Why does your credit score matter?
Your credit score is important because it helps determine what types of credit will be available to you in the future — and what interest rates you’ll be charged. People with good or excellent credit have access to credit cards that offer high-level rewards and low APRs; people with poor credit often have to settle for credit cards with low credit limits, few rewards and high interest rates.
But your credit score doesn’t just impact your credit card eligibility. A credit score can help determine whether you get a mortgage, what interest rate you’re offered on a car loan and even whether you’re able to rent an apartment. This is why building a solid credit history and a good credit score is so important.
What impacts your credit score?
There are five major factors that impact your credit score. Here’s how they stack up according to the FICO scoring model:
- Payment history: 35 percent of your credit score is based on whether you make regular on-time payments on your credit accounts. This includes not only credit cards, but also mortgages, car loans, student loans and so on.
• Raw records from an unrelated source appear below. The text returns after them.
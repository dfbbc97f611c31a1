//! Output configuration from TOML (`[output]` section)

use debate_domain::OutputFormat;
use serde::{Deserialize, Serialize};

// Re-export OutputFormat from domain for convenience
pub use debate_domain::OutputFormat as FileOutputFormat;

/// Raw output configuration from TOML
#[derive(Debug, Clone, PartialEq, Serialize, Deserialize)]
#[serde(default)]
pub struct FileOutputConfig {
    /// Report format (uses domain type)
    pub format: Option<OutputFormat>,
    /// Enable colored terminal output
    pub color: bool,
    /// Show live per-stage progress bars
    pub show_progress: bool,
}

impl Default for FileOutputConfig {
    fn default() -> Self {
        Self {
            format: None,
            color: true,
            show_progress: true,
        }
    }
}
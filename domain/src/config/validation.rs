//! Configuration validation results
//!
//! Validation never stops at the first problem: every check runs and the
//! caller receives the full list of [`ConfigIssue`]s. `Error` issues prevent
//! a run; `Warning` issues are reported and the run proceeds.

use crate::agent::AgentConfig;
use crate::roles::MIN_PARTICIPANTS;
use std::collections::HashSet;

/// Severity level of a configuration issue.
#[derive(Debug, Clone, Copy, PartialEq, Eq)]
pub enum Severity {
    /// The configuration cannot work at all.
    Error,
    /// The configuration works but may not behave as expected.
    Warning,
}

/// Identifies a specific configuration issue.
#[derive(Debug, Clone, Copy, PartialEq, Eq)]
pub enum ConfigIssueCode {
    /// Two agents share an id.
    DuplicateAgentId,
    /// An agent has an empty id or model.
    IncompleteAgent,
    /// Fewer agents than one judge plus all solvers.
    RosterTooSmall,
    /// Provider name is not one of the supported families.
    UnknownProvider,
    /// Temperature or top_p outside its valid range.
    DecodingOutOfRange,
    /// A concurrency limit, timeout or retry count is zero.
    ZeroLimit,
    /// The roster is larger than needed and top-k preselection is off.
    UnusedAgents,
}

/// A detected issue in the configuration.
#[derive(Debug, Clone, PartialEq)]
pub struct ConfigIssue {
    pub severity: Severity,
    pub code: ConfigIssueCode,
    pub message: String,
}

impl ConfigIssue {
    pub fn error(code: ConfigIssueCode, message: impl Into<String>) -> Self {
        Self {
            severity: Severity::Error,
            code,
            message: message.into(),
        }
    }

    pub fn warning(code: ConfigIssueCode, message: impl Into<String>) -> Self {
        Self {
            severity: Severity::Warning,
            code,
            message: message.into(),
        }
    }

    pub fn is_error(&self) -> bool {
        self.severity == Severity::Error
    }
}

impl std::fmt::Display for ConfigIssue {
    fn fmt(&self, f: &mut std::fmt::Formatter<'_>) -> std::fmt::Result {
        let level = match self.severity {
            Severity::Error => "error",
            Severity::Warning => "warning",
        };
        write!(f, "{}: {}", level, self.message)
    }
}

/// Check an agent roster for problems that would break role assignment
pub fn validate_roster(agents: &[AgentConfig]) -> Vec<ConfigIssue> {
    let mut issues = Vec::new();

    if agents.len() < MIN_PARTICIPANTS {
        issues.push(ConfigIssue::error(
            ConfigIssueCode::RosterTooSmall,
            format!(
                "{} agent(s) configured, at least {} required (one judge and the solvers)",
                agents.len(),
                MIN_PARTICIPANTS
            ),
        ));
    }

    let mut seen = HashSet::new();
    for agent in agents {
        if !seen.insert(agent.id.as_str()) {
            issues.push(ConfigIssue::error(
                ConfigIssueCode::DuplicateAgentId,
                format!("agent id '{}' is used more than once", agent.id),
            ));
        }
        if let Err(e) = agent.validate() {
            let code = if agent.id.as_str().trim().is_empty() || agent.model.trim().is_empty() {
                ConfigIssueCode::IncompleteAgent
            } else {
                ConfigIssueCode::DecodingOutOfRange
            };
            issues.push(ConfigIssue::error(code, e.to_string()));
        }
    }

    issues
}
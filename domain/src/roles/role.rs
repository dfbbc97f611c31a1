//! Debate roles
//!
//! Roles are a closed set: one [`Role::Judge`] and a fixed number of
//! [`Role::Solver`] slots. The slot labels ("Solver 1", "Solver 2", ...)
//! are what the judge uses to name the winner, so they double as the
//! wire format of the judgment's winner field.

use schemars::JsonSchema;
use serde::{Deserialize, Serialize};

/// Number of solvers in every debate
pub const SOLVER_COUNT: usize = 3;

/// Judge plus solvers
pub const MIN_PARTICIPANTS: usize = SOLVER_COUNT + 1;

/// Position of a solver within a debate
#[derive(
    Debug, Clone, Copy, PartialEq, Eq, Hash, PartialOrd, Ord, Serialize, Deserialize, JsonSchema,
)]
pub enum SolverSlot {
    #[serde(rename = "Solver 1")]
    One,
    #[serde(rename = "Solver 2")]
    Two,
    #[serde(rename = "Solver 3")]
    Three,
}

impl SolverSlot {
    pub const ALL: [SolverSlot; SOLVER_COUNT] = [SolverSlot::One, SolverSlot::Two, SolverSlot::Three];

    /// Zero-based position
    pub fn index(self) -> usize {
        match self {
            SolverSlot::One => 0,
            SolverSlot::Two => 1,
            SolverSlot::Three => 2,
        }
    }

    pub fn from_index(index: usize) -> Option<Self> {
        Self::ALL.get(index).copied()
    }

    pub fn label(self) -> &'static str {
        match self {
            SolverSlot::One => "Solver 1",
            SolverSlot::Two => "Solver 2",
            SolverSlot::Three => "Solver 3",
        }
    }
}

impl std::fmt::Display for SolverSlot {
    fn fmt(&self, f: &mut std::fmt::Formatter<'_>) -> std::fmt::Result {
        f.write_str(self.label())
    }
}

/// Role of an agent within one debate session
#[derive(Debug, Clone, Copy, PartialEq, Eq, Hash, Serialize, Deserialize)]
pub enum Role {
    Judge,
    Solver(SolverSlot),
}

impl Role {
    pub fn is_judge(&self) -> bool {
        matches!(self, Role::Judge)
    }

    pub fn solver_slot(&self) -> Option<SolverSlot> {
        match self {
            Role::Judge => None,
            Role::Solver(slot) => Some(*slot),
        }
    }
}

impl std::fmt::Display for Role {
    fn fmt(&self, f: &mut std::fmt::Formatter<'_>) -> std::fmt::Result {
        match self {
            Role::Judge => f.write_str("Judge"),
            Role::Solver(slot) => write!(f, "{}", slot),
        }
    }
}
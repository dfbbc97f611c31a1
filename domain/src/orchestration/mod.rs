//! Debate orchestration domain
//!
//! Stages, the per-session state machine, the per-solver contexts the
//! stages read from and write to, and the run/session reports.

pub mod context;
pub mod stage;
pub mod state;
pub mod value_objects;

pub use context::{
    JudgmentInput, PeerReviewInput, RefinementInput, SolverBrief, SolverContext, SolverPanel,
};
pub use stage::Stage;
pub use state::SessionState;
pub use value_objects::{RunReport, SessionOutcome, SessionReport, UnitFailure};
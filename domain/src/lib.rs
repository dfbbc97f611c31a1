//! Domain layer for llm-debate
//!
//! This crate contains the core debate model: problems, agents, roles,
//! stage outputs and records, and the per-session state machine. It has
//! no dependencies on infrastructure or presentation concerns.
//!
//! # Core Concepts
//!
//! ## Debate
//!
//! One debate session runs a fixed protocol for a single problem:
//!
//! 1. **Role assessment**: every agent scores its fit for judging and solving
//! 2. **Solve**: three solvers answer independently
//! 3. **Peer review**: every solver reviews every other solver
//! 4. **Refine**: each reviewed solver revises its answer
//! 5. **Judge**: the judge picks one winning refined solution
//!
//! ## Roles
//!
//! [`assign_roles`] turns self-assessment scores into exactly one judge and
//! three solvers, deterministically.

pub mod agent;
pub mod config;
pub mod core;
pub mod debate;
pub mod orchestration;
pub mod prompt;
pub mod roles;

// Re-export commonly used types
pub use agent::{AgentConfig, AgentId, ProviderKind};
pub use config::{ConfigIssue, ConfigIssueCode, OutputFormat, Severity, validate_roster};
pub use core::{
    error::DomainError,
    problem::{Problem, ProblemBrief, ProblemSet},
};
pub use debate::{
    CritiqueResolution, ErrorType, Judgment, JudgmentOutput, PeerEvaluation, RecordMeta,
    RefinedSolution, RefinementOutput, Review, ReviewFinding, ReviewOutput, RoleAssessment,
    RoleAssessmentOutput, Solution, SolutionOutput, StructuredOutput, Verdict,
};
pub use orchestration::{
    JudgmentInput, PeerReviewInput, RefinementInput, RunReport, SessionOutcome, SessionReport,
    SessionState, SolverBrief, SolverContext, SolverPanel, Stage, UnitFailure,
};
pub use prompt::{DebatePrompts, PromptPair};
pub use roles::{
    AssignmentPolicy, MIN_PARTICIPANTS, Role, RoleAssignment, SOLVER_COUNT, ScoreCard,
    SolverSlot, assign_roles,
};
//! Record persistence for debate sessions
//!
//! Every completed unit produces one document in its stage's collection
//! and one mirrored file artifact. By default a failed write is logged and
//! the unit still counts as successful; in strict mode the write failure
//! fails the unit.

use super::stage_coordinator::UnitError;
use crate::ports::document_store::{ArtifactSink, DocumentStore, StoreError};
use chrono::Utc;
use debate_domain::Stage;
use serde::Serialize;
use serde_json::json;
use std::sync::Arc;
use tracing::warn;

/// Collection receiving one document per session start
pub const RUNS_COLLECTION: &str = "Runs";

/// Fresh hex identifier for a record
pub fn new_record_id() -> String {
    uuid::Uuid::new_v4().simple().to_string()
}

/// Artifact file stem: parts joined by `_`, followed by the problem id
pub fn artifact_name(parts: &[&str], problem_id: &str) -> String {
    let mut name = parts.join("_");
    name.push('_');
    name.push_str(problem_id);
    name
}

pub struct Recorder {
    store: Arc<dyn DocumentStore>,
    artifacts: Arc<dyn ArtifactSink>,
    strict: bool,
}

impl Recorder {
    pub fn new(store: Arc<dyn DocumentStore>, artifacts: Arc<dyn ArtifactSink>, strict: bool) -> Self {
        Self {
            store,
            artifacts,
            strict,
        }
    }

    /// Persist one stage record and its artifact
    pub async fn record<R: Serialize + Sync>(
        &self,
        stage: Stage,
        id: &str,
        artifact: &str,
        record: &R,
    ) -> Result<(), UnitError> {
        match self.write(stage, id, artifact, record).await {
            Ok(()) => Ok(()),
            Err(e) if self.strict => Err(UnitError::Persistence(e)),
            Err(e) => {
                warn!(stage = %stage, record = id, "Persistence failed, continuing: {}", e);
                Ok(())
            }
        }
    }

    async fn write<R: Serialize + Sync>(
        &self,
        stage: Stage,
        id: &str,
        artifact: &str,
        record: &R,
    ) -> Result<(), StoreError> {
        let document =
            serde_json::to_value(record).map_err(|e| StoreError::Serialization(e.to_string()))?;
        self.store
            .write(stage.collection(), &document, Some(id))
            .await?;
        self.artifacts
            .write_artifact(stage.artifact_dir(), artifact, &document)
            .await
    }

    /// Record that a session started; failures are only logged
    pub async fn record_run(&self, run_id: &str, problem_id: &str) {
        let document = json!({
            "run_id": run_id,
            "problem_id": problem_id,
            "started_at": Utc::now().to_rfc3339(),
        });
        if let Err(e) = self.store.write(RUNS_COLLECTION, &document, None).await {
            warn!(problem = problem_id, "Failed to record run start: {}", e);
        }
    }
}
//! CLI command definitions

use clap::{Parser, ValueEnum};
use std::path::PathBuf;

/// Output format for the run report
#[derive(Debug, Clone, Copy, PartialEq, Eq, ValueEnum)]
pub enum OutputFormat {
    /// One line per problem plus totals
    Summary,
    /// Roles, winner and excluded units for every problem
    Full,
    /// The run report as JSON
    Json,
}

impl From<OutputFormat> for debate_domain::OutputFormat {
    fn from(format: OutputFormat) -> Self {
        match format {
            OutputFormat::Summary => debate_domain::OutputFormat::Summary,
            OutputFormat::Full => debate_domain::OutputFormat::Full,
            OutputFormat::Json => debate_domain::OutputFormat::Json,
        }
    }
}

/// CLI arguments for llm-debate
#[derive(Parser, Debug)]
#[command(name = "llm-debate")]
#[command(author, version, about = "Multi-agent LLM debate over a problem set")]
#[command(long_about = r#"
llm-debate runs a structured debate among four LLM agents for every problem
in a dataset.

Each debate has five stages:
1. Role assessment: every agent scores its fit for judging and solving
2. Solve: three solvers answer independently
3. Peer review: every solver reviews the other solutions
4. Refine: each solver revises its answer in light of the reviews
5. Judge: the judge picks the winning refined solution

Configuration files are loaded from (in priority order):
1. DEBATE_* environment variables (e.g. DEBATE_RUN__SESSIONS=1)
2. --config <path>     Explicit config file
3. ./debate.toml       Project-level config
4. ~/.config/llm-debate/config.toml   Global config

Example:
  llm-debate --problems data/datasets/problems.json --take 10
  llm-debate --skip 20 --take 5 --sessions 1 -v
  llm-debate --show-config
"#)]
pub struct Cli {
    /// Problem dataset (JSON array)
    #[arg(short, long, value_name = "PATH")]
    pub problems: Option<PathBuf>,

    /// Skip the first N problems
    #[arg(long, value_name = "N")]
    pub skip: Option<usize>,

    /// Debate at most N problems
    #[arg(long, value_name = "N")]
    pub take: Option<usize>,

    /// Maximum number of debate sessions running at once
    #[arg(long, value_name = "N")]
    pub sessions: Option<usize>,

    /// Directory receiving per-record JSON artifacts and JSONL collections
    #[arg(long, value_name = "DIR")]
    pub output_dir: Option<PathBuf>,

    /// Fail a unit when its record cannot be persisted
    #[arg(long)]
    pub strict_persistence: bool,

    /// Output format
    #[arg(short, long, value_enum)]
    pub output: Option<OutputFormat>,

    /// Verbosity level (-v = info, -vv = debug, -vvv = trace)
    #[arg(short, long, action = clap::ArgAction::Count)]
    pub verbose: u8,

    /// Suppress progress indicators
    #[arg(short, long)]
    pub quiet: bool,

    /// Also write logs to daily-rotated files in this directory
    #[arg(long, value_name = "DIR")]
    pub log_dir: Option<PathBuf>,

    /// Path to configuration file
    #[arg(long, value_name = "PATH")]
    pub config: Option<PathBuf>,

    /// Disable loading of configuration files
    #[arg(long)]
    pub no_config: bool,

    /// Show configuration file locations and exit
    #[arg(long)]
    pub show_config: bool,

    /// Validate configuration and dataset, then exit without calling any provider
    #[arg(long)]
    pub dry_run: bool,
}
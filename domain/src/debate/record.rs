//! Debate records
//!
//! A record is a stage output plus the bookkeeping needed to trace it:
//! which run and problem it belongs to, who produced it, how long the call
//! took and the exact prompts that were sent.

use super::output::{
    JudgmentOutput, RefinementOutput, ReviewOutput, RoleAssessmentOutput, SolutionOutput,
};
use crate::agent::AgentId;
use crate::core::error::DomainError;
use crate::roles::SolverSlot;
use serde::{Deserialize, Serialize};

/// Bookkeeping shared by every record
#[derive(Debug, Clone, PartialEq, Serialize, Deserialize)]
pub struct RecordMeta {
    pub id: String,
    pub run_id: String,
    pub problem_id: String,
    pub time_elapsed_sec: f64,
    pub prompt_system: String,
    pub prompt_user: String,
}

impl RecordMeta {
    pub fn new(id: impl Into<String>, run_id: impl Into<String>, problem_id: impl Into<String>) -> Self {
        Self {
            id: id.into(),
            run_id: run_id.into(),
            problem_id: problem_id.into(),
            time_elapsed_sec: 0.0,
            prompt_system: String::new(),
            prompt_user: String::new(),
        }
    }

    pub fn with_prompts(mut self, system: impl Into<String>, user: impl Into<String>) -> Self {
        self.prompt_system = system.into();
        self.prompt_user = user.into();
        self
    }

    pub fn with_elapsed(mut self, seconds: f64) -> Self {
        self.time_elapsed_sec = seconds;
        self
    }
}

#[derive(Debug, Clone, PartialEq, Serialize, Deserialize)]
pub struct RoleAssessment {
    #[serde(flatten)]
    pub meta: RecordMeta,
    pub agent_id: AgentId,
    #[serde(flatten)]
    pub output: RoleAssessmentOutput,
}

#[derive(Debug, Clone, PartialEq, Serialize, Deserialize)]
pub struct Solution {
    #[serde(flatten)]
    pub meta: RecordMeta,
    pub solver_id: AgentId,
    #[serde(flatten)]
    pub output: SolutionOutput,
}

impl Solution {
    pub fn id(&self) -> &str {
        &self.meta.id
    }
}

/// A peer review handed from its reviewer to its reviewee
#[derive(Debug, Clone, PartialEq, Serialize, Deserialize)]
pub struct Review {
    #[serde(flatten)]
    pub meta: RecordMeta,
    pub reviewer_id: AgentId,
    pub reviewee_id: AgentId,
    pub solution_id: String,
    #[serde(flatten)]
    pub output: ReviewOutput,
}

impl Review {
    /// Bind a review output to the solution it evaluates
    ///
    /// Fails when the reviewer wrote the reviewed solution.
    pub fn new(
        meta: RecordMeta,
        reviewer_id: AgentId,
        reviewed: &Solution,
        output: ReviewOutput,
    ) -> Result<Self, DomainError> {
        if reviewer_id == reviewed.solver_id {
            return Err(DomainError::SelfReview(reviewer_id));
        }
        Ok(Self {
            meta,
            reviewer_id,
            reviewee_id: reviewed.solver_id.clone(),
            solution_id: reviewed.meta.id.clone(),
            output,
        })
    }

    pub fn id(&self) -> &str {
        &self.meta.id
    }
}

#[derive(Debug, Clone, PartialEq, Serialize, Deserialize)]
pub struct RefinedSolution {
    #[serde(flatten)]
    pub meta: RecordMeta,
    pub solver_id: AgentId,
    pub parent_solution_id: String,
    pub review_ids: Vec<String>,
    #[serde(flatten)]
    pub output: RefinementOutput,
}

#[derive(Debug, Clone, PartialEq, Serialize, Deserialize)]
pub struct Judgment {
    #[serde(flatten)]
    pub meta: RecordMeta,
    pub judge_id: AgentId,
    pub winner_agent_id: AgentId,
    #[serde(flatten)]
    pub output: JudgmentOutput,
}

impl Judgment {
    pub fn winner(&self) -> SolverSlot {
        self.output.winner_solver
    }
}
- Credit utilization: 30 percent of your credit score is based on the percentage of credit you’re currently using. Ideally, your credit balances should make up between 10 and 30 percent of your total available credit. This means that if you have $10,000 in total credit available to you, you shouldn’t be carrying more than $1,000 to $3,000 in debt.
- Age of credit: 15 percent of your credit score is based on how long you’ve had your current open credit accounts — the longer the better.
- Credit mix: 10 percent of your score derives from whether you are successfully able to maintain multiple types of credit accounts, such as a credit card and a car loan.
- New credit: 10 percent of your credit score comes from how often you request new credit. This is why opening a new credit card can lower your credit score (though a single credit inquiry won’t hurt your score that much, so don’t let that prevent you from opening a new line of credit when you need one.)
Once you understand what makes up your credit score, you can start taking steps to boost your credit score. Lowering your credit utilization by paying off your balances, for example, is one of the quickest ways to improve your credit score.
The quickest way to hurt your credit score? Max out your lines of credit and stop making payments. If you run up a debt you can’t pay off or fail to make at least the minimum monthly payments on time, your credit score is likely to suffer.
How to build credit without a credit card
You don’t need a credit card to start building a credit history. If you have limited or no credit, here are three ways to get your credit going in the right direction:
Report rent and bill payments to the three credit bureaus
If you make rent or utility payments, make sure the three credit bureaus (Experian, Equifax and TransUnion) know. By signing up for a service that reports rent and bill payments to the three bureaus, those payments can become part of your credit history — and remember, on-time payments make up 35 percent of your credit score.
Become an authorized user on someone else’s card
Before opening a credit card of your own, consider becoming an authorized user on someone else’s. If you have a parent or partner with good credit, becoming an authorized user on one of their credit cards can help boost your credit score. Just make sure that you choose a card that reports authorized users to the three credit bureaus, and that the person who owns the credit card uses their line of credit responsibly.
Take out a loan and make on-time payments
Credit cards aren’t the only credit options out there. Personal loans, car loans and credit-building loans are all ways to apply for credit without a credit history. Once you secure your loan, make sure you make on-time payments every month.
When should I get a credit card to build credit?
Opening a credit card is a good way to build your credit score as long as you use your credit card responsibly. If you don’t feel like you’re ready to handle the responsibility of a line of credit, it might not be a good idea to get a credit card. However, if you’re financially able to make monthly credit card payments and cover any balances you charge to the card, it might be time to apply for your first credit card.
There are many credit cards available to people with no credit history. You might want to consider a secured credit card, in which you pay a small refundable deposit in exchange for a line of credit. Although your first credit card might not come with a high credit limit or big rewards, keep building your credit history and your credit score. Once you establish good or excellent credit, you’ll be eligible for some of the best rewards credit cards out there.